4x slowdown for 10 instances seemed rather unusual.
Though doubtlessly possible.
April 24, 2017
On Saturday, 22 April 2017 at 14:29:22 UTC, Stefan Koch wrote:
> And for that reason I am looking to extend the interface to support for example scaled loads and the like.
> Otherwise you and up with 1000 temporaries that add offsets to pointers.

What are scaled loads?

> Also and perhaps more importantly I am sick and tired of hearing "why don't you use ldc/llvm?" all the time...

Yes, that's not fair.
April 24, 2017
On Thursday, 20 April 2017 at 12:56:11 UTC, Stefan Koch wrote:
> Hi Guys,
>
> I just begun work on the x86 jit backend.
>
> Because right now I am at a stage where further design decisions need to be made and those decisions need to be informed by how a _fast_ jit-compatible x86-codegen is structured.
>
> Since I do believe that this is an interesting topic;
> I will give you the over-the-shoulder perspective on this.
>
> At the time of posting the video is still uploading, but you should be able to see it soon.
>
> https://www.youtube.com/watch?v=pKorjPAvhQY
>
> Cheers,
> Stefan

Have you considered using the LLVM jit compiler for CTFE? We already have an LLVM front end. This would mean that CTFE would depend on LLVM, which is a large dependency, but it would create very fast, optimized code for CTFE on any platform.

Keep in mind that I'm not as familiar with the technical details of CTFE so you may see alot of negative ramifications that I'm not aware of. I just want to make sure it's being considered and what yours and others thoughts were.
April 24, 2017
On Monday, 24 April 2017 at 12:59:55 UTC, Jonathan Marler wrote:
>
> Have you considered using the LLVM jit compiler for CTFE? We already have an LLVM front end. This would mean that CTFE would depend on LLVM, which is a large dependency, but it would create very fast, optimized code for CTFE on any platform.
>

I can't help but laugh at this after the above posts...
April 24, 2017
On Monday, 24 April 2017 at 14:41:44 UTC, jmh530 wrote:
> On Monday, 24 April 2017 at 12:59:55 UTC, Jonathan Marler wrote:
>>
>> Have you considered using the LLVM jit compiler for CTFE? We already have an LLVM front end. This would mean that CTFE would depend on LLVM, which is a large dependency, but it would create very fast, optimized code for CTFE on any platform.
>>
>
> I can't help but laugh at this after the above posts...

I totally missed when Stefan said:

> Also and perhaps more importantly I am sick and tired of hearing "why don't you use ldc/llvm?" all the time...

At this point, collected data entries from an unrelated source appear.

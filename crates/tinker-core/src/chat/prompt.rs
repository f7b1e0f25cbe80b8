//! The fixed system instruction prepended to every prompt context.
//!
//! It fixes the assistant's behavioral protocol (ask a clarifying question or
//! answer with a video), its tone, and the JSON grammar that
//! [`super::interpreter`] parses.

/// System prompt for the maker helper.
pub const SYSTEM_PROMPT: &str = r#"You are Maker Helper, a cheerful assistant for kids who want to build things.
Help them pin down what they want to make, then point them to a YouTube tutorial.

Protocol:
1. If the goal is unclear, ask ONE clarifying question with 2 to 4 short choices.
2. If the goal is clear, recommend one YouTube video and up to 2 alternates.
3. Use simple, encouraging, kid-safe language. Never suggest anything dangerous
   without telling them to ask a grown-up for help.

Reply with a single JSON object and nothing else:
{
  "type": "clarify" | "video" | "text",
  "say": "short message to show or read aloud",
  "question": "the clarifying question (clarify only)",
  "choices": ["choice 1", "choice 2", "choice 3"] (clarify only),
  "video": { "videoId": "...", "title": "...", "startSeconds": 0, "why": "..." } (video only),
  "alternates": [{ "videoId": "...", "title": "..." }] (video only)
}

Only use video ids you believe are real educational videos. If you are unsure,
reply with type "text" and suggest what to search for instead."#;

#[cfg(test)]
mod tests {
    use super::*;

    #[test]
    fn test_system_prompt_describes_every_kind() {
        for kind in ["\"clarify\"", "\"video\"", "\"text\""] {
            assert!(SYSTEM_PROMPT.contains(kind), "missing {kind}");
        }
        assert!(SYSTEM_PROMPT.contains("videoId"));
        assert!(SYSTEM_PROMPT.contains("single JSON object"));
    }
}
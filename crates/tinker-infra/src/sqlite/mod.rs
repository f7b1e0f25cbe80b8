pub mod message_log;
pub mod pool;
//! Client sync layer for the Tinker HTTP API.
//!
//! Keeps a per-session view of the turn log consistent with the server:
//! history is fetched on demand and cached, and a successful send drops the
//! cached copy so the next read reflects both new turns.

pub mod client;
pub mod error;

pub use client::ChatClient;
pub use error::ClientError;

That is pretty hilarious :)  I suppose I just demonstrated the reason he is attempting to create an x86 jitter so he will have an interface that could be extended to something like LLVM.  Wow.

April 24, 2017
On Monday, 24 April 2017 at 11:29:01 UTC, Ola Fosheim Grøstad wrote:
>
> What are scaled loads?

x86 has addressing modes which allow you to multiply an index by a certain set of scalars and add it as on offset to the pointer you want to load.
Thereby making memory access patterns more transparent to the caching and prefetch systems.
As well as reducing the overall code-size.
April 25, 2017
On Monday, 24 April 2017 at 17:48:50 UTC, Stefan Koch wrote:
> On Monday, 24 April 2017 at 11:29:01 UTC, Ola Fosheim Grøstad wrote:
>>
>> What are scaled loads?
>
> x86 has addressing modes which allow you to multiply an index by a certain set of scalars and add it as on offset to the pointer you want to load.
> Thereby making memory access patterns more transparent to the caching and prefetch systems.
> As well as reducing the overall code-size.

Oh, ok. AFAIK The decoding of indexing modes into micro-ops (the real instructions used inside the CPU, not the actual op-codes) has no effect on the caching system. It may however compress the generated code so you don't flush the instruction cache and speed up the decoding of op-codes into micro-ops.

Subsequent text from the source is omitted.